Excerpts from a dataset:
· · · · ·
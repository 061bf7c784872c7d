use bevy::{
    math::{Quat, Vec3},
    transform::components::Transform,
};

use crate::{
    humanoid::Skeleton,
    pose::{SkeletonPose, algebra::quat_weight},
};

const MIN_BONE_LENGTH: f32 = 1e-5;

/// Joints of a limb, with the direction its middle joint should point to when the limb is
/// straight.
#[derive(Debug, Clone, Copy, PartialEq)]
pub struct TwoBoneChain {
    pub top: usize,
    pub mid: usize,
    pub end: usize,
    pub pole: Vec3,
}

/// Ratio applied to both bones of a chain reaching `over` past its length. Tends to
/// `1 + stretch` for far targets.
pub fn soft_stretch(over: f32, stretch: f32) -> f32 {
    if over <= 0. || stretch <= 0. {
        return 1.;
    }
    1. + stretch * (1. - (-over / stretch).exp())
}

/// Bends and aims a two-bone chain so that its end reaches `target`.
///
/// The target is pulled from the current end position by `weight`, and the aim is eased by
/// `1 - (1 - weight)^4`. `globals` must be up to date on entry and is kept up to date.
pub fn solve_two_bone(
    skeleton: &Skeleton,
    pose: &mut SkeletonPose,
    globals: &mut Vec<Transform>,
    chain: TwoBoneChain,
    target: Vec3,
    weight: f32,
    stretch: f32,
) {
    if weight <= 0. {
        return;
    }
    let weight = weight.min(1.);
    let TwoBoneChain {
        top,
        mid,
        end,
        pole,
    } = chain;

    let target = globals[end].translation.lerp(target, weight);
    let top_position = globals[top].translation;
    let mut upper = top_position.distance(globals[mid].translation);
    let mut lower = globals[mid].translation.distance(globals[end].translation);
    if upper < MIN_BONE_LENGTH || lower < MIN_BONE_LENGTH {
        return;
    }
    let distance = top_position.distance(target);

    let ratio = soft_stretch(distance / (upper + lower) - 1., stretch);
    if ratio > 1. {
        pose.locals[mid].translation *= ratio;
        pose.locals[end].translation *= ratio;
        upper *= ratio;
        lower *= ratio;
        skeleton.compute_globals(pose, globals);
    }

    let mid_position = globals[mid].translation;
    let end_position = globals[end].translation;
    let to_top = top_position - mid_position;
    let to_end = end_position - mid_position;

    let reach = distance.clamp(
        (upper - lower).abs() + MIN_BONE_LENGTH,
        upper + lower - MIN_BONE_LENGTH,
    );
    let cosine = ((upper * upper + lower * lower - reach * reach) / (2. * upper * lower))
        .clamp(-1., 1.);
    let current_angle = to_top.angle_between(to_end);
    let normal = to_top.cross(to_end);
    let axis = if normal.length_squared() > 1e-8 * upper * upper * lower * lower {
        normal.normalize()
    } else {
        (end_position - top_position).cross(pole).normalize_or_zero()
    };
    let bend = if axis == Vec3::ZERO {
        Quat::IDENTITY
    } else {
        Quat::from_axis_angle(axis, cosine.acos() - current_angle)
    };
    let mid_rotation = bend * globals[mid].rotation;

    let bent_end = mid_position + bend * to_end;
    let from = (bent_end - top_position).normalize_or_zero();
    let to = (target - top_position).normalize_or_zero();
    let aim = if from == Vec3::ZERO || to == Vec3::ZERO {
        Quat::IDENTITY
    } else {
        Quat::from_rotation_arc(from, to)
    };
    let aim = quat_weight(aim, 1. - (1. - weight).powi(4));

    skeleton.set_global_rotation(pose, globals, top, aim * globals[top].rotation);
    skeleton.compute_globals(pose, globals);
    skeleton.set_global_rotation(pose, globals, mid, aim * mid_rotation);
    skeleton.compute_globals(pose, globals);
}

/// Slerps the character-space rotation of `joint` towards `rotation`.
pub fn blend_end_rotation(
    skeleton: &Skeleton,
    pose: &mut SkeletonPose,
    globals: &mut Vec<Transform>,
    joint: usize,
    rotation: Quat,
    weight: f32,
) {
    if weight <= 0. {
        return;
    }
    let blended = globals[joint].rotation.slerp(rotation, weight.min(1.));
    skeleton.set_global_rotation(pose, globals, joint, blended);
    skeleton.compute_globals(pose, globals);
}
· · · · ·
Each record above needs to be set down again, word for word.

repository 061bf7c784872c7d
use bevy::{
    math::{Quat, Vec3},
    transform::components::Transform,
};

use crate::{
    humanoid::Skeleton,
    pose::{SkeletonPose, algebra::quat_weight},
};

const MIN_BONE_LENGTH: f32 = 1e-5;

/// Joints of a limb, with the direction its middle joint should point to when the limb is
/// straight.
#[derive(Debug, Clone, Copy, PartialEq)]
pub struct TwoBoneChain {
    pub top: usize,
    pub mid: usize,
    pub end: usize,
    pub pole: Vec3,
}

/// Ratio applied to both bones of a chain reaching `over` past its length. Tends to
/// `1 + stretch` for far targets.
pub fn soft_stretch(over: f32, stretch: f32) -> f32 {
    if over <= 0. || stretch <= 0. {
        return 1.;
    }
    1. + stretch * (1. - (-over / stretch).exp())
}

/// Bends and aims a two-bone chain so that its end reaches `target`.
///
/// The target is pulled from the current end position by `weight`, and the aim is eased by
/// `1 - (1 - weight)^4`. `globals` must be up to date on entry and is kept up to date.
pub fn solve_two_bone(
    skeleton: &Skeleton,
    pose: &mut SkeletonPose,
    globals: &mut Vec<Transform>,
    chain: TwoBoneChain,
    target: Vec3,
    weight: f32,
    stretch: f32,
) {
    if weight <= 0. {
        return;
    }
    let weight = weight.min(1.);
    let TwoBoneChain {
        top,
        mid,
        end,
        pole,
    } = chain;

    let target = globals[end].translation.lerp(target, weight);
    let top_position = globals[top].translation;
    let mut upper = top_position.distance(globals[mid].translation);
    let mut lower = globals[mid].translation.distance(globals[end].translation);
    if upper < MIN_BONE_LENGTH || lower < MIN_BONE_LENGTH {
        return;
    }
    let distance = top_position.distance(target);

    let ratio = soft_stretch(distance / (upper + lower) - 1., stretch);
    if ratio > 1. {
        pose.locals[mid].translation *= ratio;
        pose.locals[end].translation *= ratio;
        upper *= ratio;
        lower *= ratio;
        skeleton.compute_globals(pose, globals);
    }

    let mid_position = globals[mid].translation;
    let end_position = globals[end].translation;
    let to_top = top_position - mid_position;
    let to_end = end_position - mid_position;

    let reach = distance.clamp(
        (upper - lower).abs() + MIN_BONE_LENGTH,
        upper + lower - MIN_BONE_LENGTH,
    );
    let cosine = ((upper * upper + lower * lower - reach * reach) / (2. * upper * lower))
        .clamp(-1., 1.);
    let current_angle = to_top.angle_between(to_end);
    let normal = to_top.cross(to_end);
    let axis = if normal.length_squared() > 1e-8 * upper * upper * lower * lower {
        normal.normalize()
    } else {
        (end_position - top_position).cross(pole).normalize_or_zero()
    };
    let bend = if axis == Vec3::ZERO {
        Quat::IDENTITY
    } else {
        Quat::from_axis_angle(axis, cosine.acos() - current_angle)
    };
    let mid_rotation = bend * globals[mid].rotation;

    let bent_end = mid_position + bend * to_end;
    let from = (bent_end - top_position).normalize_or_zero();
    let to = (target - top_position).normalize_or_zero();
    let aim = if from == Vec3::ZERO || to == Vec3::ZERO {
        Quat::IDENTITY
    } else {
        Quat::from_rotation_arc(from, to)
    };
    let aim = quat_weight(aim, 1. - (1. - weight).powi(4));

    skeleton.set_global_rotation(pose, globals, top, aim * globals[top].rotation);
    skeleton.compute_globals(pose, globals);
    skeleton.set_global_rotation(pose, globals, mid, aim * mid_rotation);
    skeleton.compute_globals(pose, globals);
}

/// Slerps the character-space rotation of `joint` towards `rotation`.
pub fn blend_end_rotation(
    skeleton: &Skeleton,
    pose: &mut SkeletonPose,
    globals: &mut Vec<Transform>,
    joint: usize,
    rotation: Quat,
    weight: f32,
) {
    if weight <= 0. {
        return;
    }
    let blended = globals[joint].rotation.slerp(rotation, weight.min(1.));
    skeleton.set_global_rotation(pose, globals, joint, blended);
    skeleton.compute_globals(pose, globals);
}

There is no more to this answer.